**Work required**
Return, from the listing that follows, each line containing the word "inexact".

**Exercise data**
....

//! Equations: two expressions separated by `=`.

use crate::{
    algebra::{Step, StepCollector},
    parse_at,
    scope::Scope,
    tree::Node,
};
use std::fmt::{self, Display, Formatter};
use symalg_parser::error::{Error, MissingEquals, TooManyEquals};

/// How far apart two inexact sides may be, relative to their magnitude, and still be shown as
/// equal.
pub const RELATIVE_TOLERANCE: f64 = 1e-12;

/// An equation, such as `2x + 1 = 5`.
///
/// Every transformation applies to both sides independently.
///
/// ```
/// use symalg_core::Equation;
///
/// let eq = Equation::parse("2x + 3x = 10").unwrap();
/// assert_eq!(eq.simplify().to_string(), "5x = 10");
///
/// let eq = Equation::parse("2 = 3").unwrap();
/// assert_eq!(eq.to_string(), "2 ≠ 3");
/// ```
#[derive(Debug, Clone, PartialEq)]
pub struct Equation {
    left: Node,
    right: Node,
}

impl Equation {
    pub fn new(left: Node, right: Node) -> Self {
        Self { left, right }
    }

    /// Parses an equation. The input must contain exactly one `=`, and both sides must be valid
    /// expressions.
    pub fn parse(input: &str) -> Result<Self, Error> {
        let separators = input.match_indices('=').map(|(i, _)| i).collect::<Vec<_>>();
        let idx = match separators.as_slice() {
            [] => return Err(Error::new(vec![0..input.len()], MissingEquals)),
            [idx] => *idx,
            [_, extra @ ..] => {
                let spans = extra.iter().map(|&i| i..i + 1).collect();
                return Err(Error::new(spans, TooManyEquals { count: separators.len() }));
            },
        };

        let left = parse_at(&input[..idx], 0)?;
        let right = parse_at(&input[idx + 1..], idx + 1)?;
        Ok(Self::new(left, right))
    }

    /// Parses an equation, discarding the reason if it is invalid.
    pub fn try_parse(input: &str) -> Option<Self> {
        Self::parse(input).ok()
    }

    pub fn left(&self) -> &Node {
        &self.left
    }

    pub fn right(&self) -> &Node {
        &self.right
    }

    /// Returns true if both sides have numeric values and they differ.
    ///
    /// Exact values are compared exactly. If either side is inexact, the sides differ only if
    /// they are further apart than [`RELATIVE_TOLERANCE`] of the larger magnitude (or of one,
    /// whichever is larger). A NaN side never differs, since nothing is known about it.
    pub fn is_contradiction(&self) -> bool {
        let (Some(left), Some(right)) = (self.left.to_number(), self.right.to_number()) else {
            return false;
        };
        if left.is_nan() || right.is_nan() {
            return false;
        }
        if left.is_exact() && right.is_exact() {
            return left != right;
        }

        let (left, right) = (left.to_f64(), right.to_f64());
        if left.is_infinite() || right.is_infinite() {
            return left != right;
        }
        let scale = left.abs().max(right.abs()).max(1.0);
        (left - right).abs() > RELATIVE_TOLERANCE * scale
    }

    fn map(&self, mut f: impl FnMut(&Node) -> Node) -> Self {
        Self::new(f(&self.left), f(&self.right))
    }

    pub fn evaluate(&self, scope: &Scope) -> Self {
        self.map(|side| side.evaluate(scope))
    }

    pub fn evaluate_with(&self, scope: &Scope, steps: &mut dyn StepCollector<Step>) -> Self {
        self.map(|side| side.evaluate_with(scope, steps))
    }

    pub fn simplify(&self) -> Self {
        self.map(Node::simplify)
    }

    pub fn simplify_with(&self, steps: &mut dyn StepCollector<Step>) -> Self {
        self.map(|side| side.simplify_with(steps))
    }

    pub fn expand(&self) -> Self {
        self.map(Node::expand)
    }

    pub fn expand_with(&self, steps: &mut dyn StepCollector<Step>) -> Self {
        self.map(|side| side.expand_with(steps))
    }

    pub fn reduce(&self) -> Self {
        self.map(Node::reduce)
    }

    /// Declares every variable of both sides in the scope.
    pub fn fill_scope(&self, scope: &mut Scope) {
        self.left.fill_scope(scope);
        self.right.fill_scope(scope);
    }

    /// Solves the equation for its unknowns.
    ///
    /// # Panics
    ///
    /// Always. Symbolic solving is not supported.
    pub fn solve(&self) -> Scope {
        unimplemented!("solving equations symbolically is not supported")
    }
}

impl Display for Equation {
    fn fmt(&self, f: &mut Formatter<'_>) -> fmt::Result {
        let sign = if self.is_contradiction() { "≠" } else { "=" };
        write!(f, "{} {} {}", self.left, sign, self.right)
    }
}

....

**Answer space**
/// How far apart two inexact sides may be, relative to their magnitude, and still be shown as
    /// Exact values are compared exactly. If either side is inexact, the sides differ only if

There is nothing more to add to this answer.